The World Cup at ESMA
Testimonies, Objects, and Experiences. Living in the Clandestine Center during the 1978 World Cup
40 years since the 1978 World Cup and on the verge of the 2018 World Cup in Russia, the temporary exhibition The World Cup at ESMA aims to describe, through the voices of survivors, how they experienced the sports championship from one of the main Clandestine Centers of the civic-military dictatorship.
The Officers’ Club, the building that was the core of the CCDT&E at ESMA, is located only blocks away from the River Plate Stadium, one of the main sports venues where the tournament matches were played. Kidnapped victims at this clandestine center were able to hear the fans cheering while they were being tortured, shackled and hooded, and yet they also managed to find ways to retrieve some moments of humanity. That strange life at ESMA was one of the unique features of this place and it often managed to avoid the horror and ease the constant presence of fear. Approximately five thousand men, women and children went through ESMA. Some 60 people survived the World Cup. This temporary exhibition gathers the everyday experiences at ESMA during the 1978 World Cup, featuring objects and testimonies provided by survivors at the 1985 Trial of the Juntas and the ESMA Trials that have been taking place since 2004.
This is the first time objects made by survivors during their imprisonment at the ESMA clandestine center will be displayed
- Ricardo Coquet’s “purse” A black leather document case with a secret pocket made by a detained-disappeared person from ESMA at the request of the ESMA Task Force. Forged documents were transported to Paris using this purse.

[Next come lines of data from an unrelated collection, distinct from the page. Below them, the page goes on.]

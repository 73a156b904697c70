//! Finished commands and output-window matching.
//!
//! The terminal's command tracking hands us a [`FinishedCommand`] once a shell
//! command completes (OSC 133;D or equivalent). Rules never see the whole
//! scrollback: an [`OutputMatcher`] selects a bounded window of output lines,
//! joins it with `\n` and runs its regex once over that text.
//!
//! ```text
//!  line 0   ┐
//!  line 1   │ anchor = top, offset = 1, length = 2  →  lines 1..3
//!  line 2   ┘
//!  ...
//!  line n-3 ┐
//!  line n-2 │ anchor = bottom, offset = 1, length = 2  →  lines n-3..n-1
//!  line n-1 ┘
//! ```

use regex::{Captures, Regex};
use serde::{Deserialize, Serialize};
use std::collections::BTreeMap;

/// Number of lines searched when a matcher does not say otherwise.
pub const DEFAULT_OUTPUT_WINDOW: usize = 20;

// ─── OutputMatcher ──────────────────────────────────────────────────────

/// Which end of the captured output a window is measured from.
#[derive(Debug, Clone, Copy, PartialEq, Eq, Default, Serialize, Deserialize)]
#[serde(rename_all = "lowercase")]
pub enum OutputAnchor {
    Top,
    #[default]
    Bottom,
}

/// A regex plus the window of output lines it is tested against.
#[derive(Debug, Clone)]
pub struct OutputMatcher {
    /// Pattern applied to the joined window text. May span lines.
    pub line_matcher: Regex,
    pub anchor: OutputAnchor,
    /// Lines skipped from the anchored end before the window starts.
    pub offset: usize,
    /// Maximum number of lines in the window.
    pub length: usize,
}

impl OutputMatcher {
    /// Bottom-anchored matcher over the last [`DEFAULT_OUTPUT_WINDOW`] lines.
    pub fn new(line_matcher: Regex) -> Self {
        Self {
            line_matcher,
            anchor: OutputAnchor::Bottom,
            offset: 0,
            length: DEFAULT_OUTPUT_WINDOW,
        }
    }

    /// Replace the search window.
    #[must_use]
    pub fn anchored(mut self, anchor: OutputAnchor, offset: usize, length: usize) -> Self {
        self.anchor = anchor;
        self.offset = offset;
        self.length = length;
        self
    }

    /// The slice of `lines` this matcher searches.
    pub fn window<'a>(&self, lines: &'a [String]) -> &'a [String] {
        let total = lines.len();
        match self.anchor {
            OutputAnchor::Top => {
                let start = self.offset.min(total);
                let end = start.saturating_add(self.length).min(total);
                &lines[start..end]
            }
            OutputAnchor::Bottom => {
                let end = total.saturating_sub(self.offset);
                let start = end.saturating_sub(self.length);
                &lines[start..end]
            }
        }
    }

    /// Search the window of `lines`, returning the first match.
    pub fn find(&self, lines: &[String]) -> Option<OutputMatch> {
        let window = self.window(lines);
        if window.is_empty() {
            return None;
        }
        let text = window.join("\n");
        let caps = self.line_matcher.captures(&text)?;
        Some(OutputMatch {
            text: caps
                .get(0)
                .map(|m| m.as_str().to_string())
                .unwrap_or_default(),
            groups: named_groups(&self.line_matcher, &caps),
        })
    }
}

// ─── OutputMatch ────────────────────────────────────────────────────────

/// Owned result of an [`OutputMatcher`] hit.
#[derive(Debug, Clone, Default, PartialEq, Eq)]
pub struct OutputMatch {
    /// The full matched text (may contain `\n`).
    pub text: String,
    /// Named capture groups that participated in the match.
    pub groups: BTreeMap<String, String>,
}

impl OutputMatch {
    pub fn group(&self, name: &str) -> Option<&str> {
        self.groups.get(name).map(String::as_str)
    }
}

/// Collect the named groups of `re` that participated in `caps`.
///
/// Optional groups that did not match are left out, so a template that
/// references them fails to resolve.
pub fn named_groups(re: &Regex, caps: &Captures<'_>) -> BTreeMap<String, String> {
    re.capture_names()
        .flatten()
        .filter_map(|name| {
            caps.name(name)
                .map(|m| (name.to_string(), m.as_str().to_string()))
        })
        .collect()
}

// ─── FinishedCommand ────────────────────────────────────────────────────

/// Read-only view of a command the shell has finished running.
pub trait FinishedCommand {
    /// The command line as typed by the user.
    fn command_line(&self) -> &str;

    /// Exit code, if the shell integration reported one.
    fn exit_code(&self) -> Option<i32>;

    /// Run `matcher` over this command's output window.
    fn output_match(&self, matcher: &OutputMatcher) -> Option<OutputMatch>;

    /// A missing exit code counts as failure.
    fn succeeded(&self) -> bool {
        self.exit_code() == Some(0)
    }
}

/// A finished command with its captured output held in memory.
#[derive(Debug, Clone, Default, PartialEq, Eq)]
pub struct TerminalCommand {
    pub command: String,
    pub exit_code: Option<i32>,
    /// Output lines, oldest first, without trailing newlines.
    pub output: Vec<String>,
}

impl TerminalCommand {
    pub fn new(command: impl Into<String>, exit_code: Option<i32>) -> Self {
        Self {
            command: command.into(),
            exit_code,
            output: Vec::new(),
        }
    }

    /// Attach output text, split into lines.
    #[must_use]
    pub fn with_output(mut self, text: &str) -> Self {
        self.output = text.lines().map(str::to_string).collect();
        self
    }
}

impl FinishedCommand for TerminalCommand {
    fn command_line(&self) -> &str {
        &self.command
    }

    fn exit_code(&self) -> Option<i32> {
        self.exit_code
    }

    fn output_match(&self, matcher: &OutputMatcher) -> Option<OutputMatch> {
        matcher.find(&self.output)
    }
}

- Spanish Playing Cards Made out of cardboard by the detained-disappeared during captivity. The drawings were made on paper with the suit of swords changed to be torture instruments.
- Press Pass Documents fabricated at ESMA with the purpose of enabling Lisandro Cubas to participate in a press conference by Cesar Luis Menotti before the inaugural game of the 1978 World Cup. At that time, Cubas was being held as a detained-disappeared at ESMA, and this interview was part of the forced labor he was subjected to.
“The World Cup was taking place, and I was surprised by the fact that they had brought a television set for us: I do not know if it was meant to make [the detained-disappeared] feel worse or to distract them. So, while we listened to the screams of those being tortured, we could also hear the cheers for the goals.”
Ana María Soffiantini. Kidnapped between August 16th, 1977 and August 19, 1978. Testimony at the ESMA Trial, Unified Case, 12/12/2013
“That’s when I asked permission to Febrés, who was let’s say leading the vehicle I was being transported in. I asked him if I could lean out, because the car had a small retractable roof. I asked if I could lean out and see the people. And he said yes. So I stood on the seat and got my head out, and I started crying when I looked at that, and then I realized: if I started screaming that I’m a disappeared person no one would pay attention, because this is part of what I was saying about us not belonging to the world of the living”.
Graciela Daleo. Kidnapped between October 18, 1977 and April 20, 1979. Testimony at the ESMA Trial, Case 1270, 4-29-2010.